Mathematical model of a universal control system for a walking robot based on reinforcement learning methods

Kashko V.V.,  idOleinikova S.A.

UDC 519.857.3
DOI: 10.26102/2310-6018/2024.44.1.025

  • Abstract
  • List of references
  • About authors

Modern approaches to solving the problem of controlling walking robots with rotary links are disparate algorithms built either on a ready-made locomotor program with its further adaptation or on complex kinematic-dynamic models that require extensive knowledge about the dynamics of the system and the environment, which is often unfeasible in applied problems. Also, the approaches used are strictly related to the configuration of the walking robot, which makes it impossible to use the method in applications with a different configuration (a different number and type of limbs). This article proposes a universal approach to controlling the motion of walking robots based on reinforcement learning methodology.

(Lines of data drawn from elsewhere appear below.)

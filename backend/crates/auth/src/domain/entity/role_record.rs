//! Role Record Entities
//!
//! Exactly one role record exists per account, created in the same
//! signup operation as the account itself. The account reference is a
//! relation only; deleting the account does not cascade through here.

use kernel::id::{AccountId, FacultyId, StudentId};

/// Student-specific record
#[derive(Debug, Clone)]
pub struct StudentRecord {
    pub student_id: StudentId,
    /// Back-reference to the owning account
    pub account_id: AccountId,
}

impl StudentRecord {
    pub fn new(account_id: AccountId) -> Self {
        Self {
            student_id: StudentId::new(),
            account_id,
        }
    }
}

/// Faculty-specific record
#[derive(Debug, Clone)]
pub struct FacultyRecord {
    pub faculty_id: FacultyId,
    /// Back-reference to the owning account
    pub account_id: AccountId,
}

impl FacultyRecord {
    pub fn new(account_id: AccountId) -> Self {
        Self {
            faculty_id: FacultyId::new(),
            account_id,
        }
    }
}

/// Tagged union over the two role variants
///
/// A record never switches variant after creation.
#[derive(Debug, Clone)]
pub enum RoleRecord {
    Student(StudentRecord),
    Faculty(FacultyRecord),
}

impl RoleRecord {
    pub fn is_student(&self) -> bool {
        matches!(self, RoleRecord::Student(_))
    }

    pub fn account_id(&self) -> &AccountId {
        match self {
            RoleRecord::Student(s) => &s.account_id,
            RoleRecord::Faculty(f) => &f.account_id,
        }
    }
}

#[cfg(test)]
mod tests {
    use super::*;

    #[test]
    fn test_records_reference_their_account() {
        let account_id = AccountId::new();

        let student = RoleRecord::Student(StudentRecord::new(account_id));
        assert!(student.is_student());
        assert_eq!(student.account_id(), &account_id);

        let faculty = RoleRecord::Faculty(FacultyRecord::new(account_id));
        assert!(!faculty.is_student());
        assert_eq!(faculty.account_id(), &account_id);
    }
}
//! Account Entity
//!
//! The base identity record shared by students and faculty.
//! The role-specific half lives in [`super::role_record`].

use kernel::id::AccountId;
use serde::{Deserialize, Serialize};

use crate::domain::value_object::{account_password::AccountPassword, email::Email};

/// Account entity
///
/// Holds the credentials and profile of one user. The password field
/// only ever carries a hash; plaintext is consumed during signup and
/// never stored here.
#[derive(Debug, Clone)]
pub struct Account {
    /// Internal UUID identifier, assigned at creation
    pub account_id: AccountId,
    /// Email address (globally unique)
    pub email: Email,
    /// Hashed password
    pub password_hash: AccountPassword,
    /// First name
    pub first_name: String,
    /// Last name
    pub last_name: String,
    /// Display preferences
    pub preferences: Preferences,
}

impl Account {
    /// Create a new account with default preferences
    ///
    /// Signup always seeds the defaults regardless of what the caller
    /// supplied; preference edits go through the profile-update path.
    pub fn new(
        email: Email,
        password_hash: AccountPassword,
        first_name: String,
        last_name: String,
    ) -> Self {
        Self {
            account_id: AccountId::new(),
            email,
            password_hash,
            first_name,
            last_name,
            preferences: Preferences::default(),
        }
    }
}

/// Display preferences stored on every account
#[derive(Debug, Clone, PartialEq, Eq, Serialize, Deserialize)]
#[serde(rename_all = "camelCase")]
pub struct Preferences {
    /// UI color theme
    pub ui_theme: String,
    /// Code editor theme
    pub editor_theme: String,
    /// Whether the account wants email notifications
    pub wants_email_notifications: bool,
}

impl Default for Preferences {
    /// The defaults seeded at signup
    fn default() -> Self {
        Self {
            ui_theme: "light".to_string(),
            editor_theme: "monokai".to_string(),
            wants_email_notifications: true,
        }
    }
}

/// Sparse preferences patch
///
/// Absent fields keep the account's current value when merged.
#[derive(Debug, Clone, Default, PartialEq, Eq, Serialize, Deserialize)]
#[serde(rename_all = "camelCase")]
pub struct PreferencesPatch {
    pub ui_theme: Option<String>,
    pub editor_theme: Option<String>,
    pub wants_email_notifications: Option<bool>,
}

impl PreferencesPatch {
    /// Merge this patch onto the current preferences
    pub fn merged_onto(self, current: &Preferences) -> Preferences {
        Preferences {
            ui_theme: self.ui_theme.unwrap_or_else(|| current.ui_theme.clone()),
            editor_theme: self
                .editor_theme
                .unwrap_or_else(|| current.editor_theme.clone()),
            wants_email_notifications: self
                .wants_email_notifications
                .unwrap_or(current.wants_email_notifications),
        }
    }
}

#[cfg(test)]
mod tests {
    use super::*;

    #[test]
    fn test_default_preferences() {
        let prefs = Preferences::default();
        assert_eq!(prefs.ui_theme, "light");
        assert_eq!(prefs.editor_theme, "monokai");
        assert!(prefs.wants_email_notifications);
    }

    #[test]
    fn test_patch_merges_absent_fields_from_current() {
        let current = Preferences {
            ui_theme: "dark".to_string(),
            editor_theme: "vim".to_string(),
            wants_email_notifications: false,
        };

        let patch = PreferencesPatch {
            ui_theme: Some("light".to_string()),
            editor_theme: None,
            wants_email_notifications: None,
        };

        let merged = patch.merged_onto(&current);
        assert_eq!(merged.ui_theme, "light");
        assert_eq!(merged.editor_theme, "vim");
        assert!(!merged.wants_email_notifications);
    }

    #[test]
    fn test_empty_patch_keeps_current() {
        let current = Preferences::default();
        let merged = PreferencesPatch::default().merged_onto(&current);
        assert_eq!(merged, current);
    }
}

A mathematical model of a control system based on finite discrete Markov processes in the context of reinforcement learning methods is considered. The task is set to build a universal and adaptive control system capable of searching for the optimal strategy for implementing a locomotor program in a previously unknown environment through continuous interaction. The results distinguished by scientific novelty include a mathematical model of this system, which makes it possible to describe the process of its functioning using Markov chains. The difference from existing analogues is the unification of the description of the robot.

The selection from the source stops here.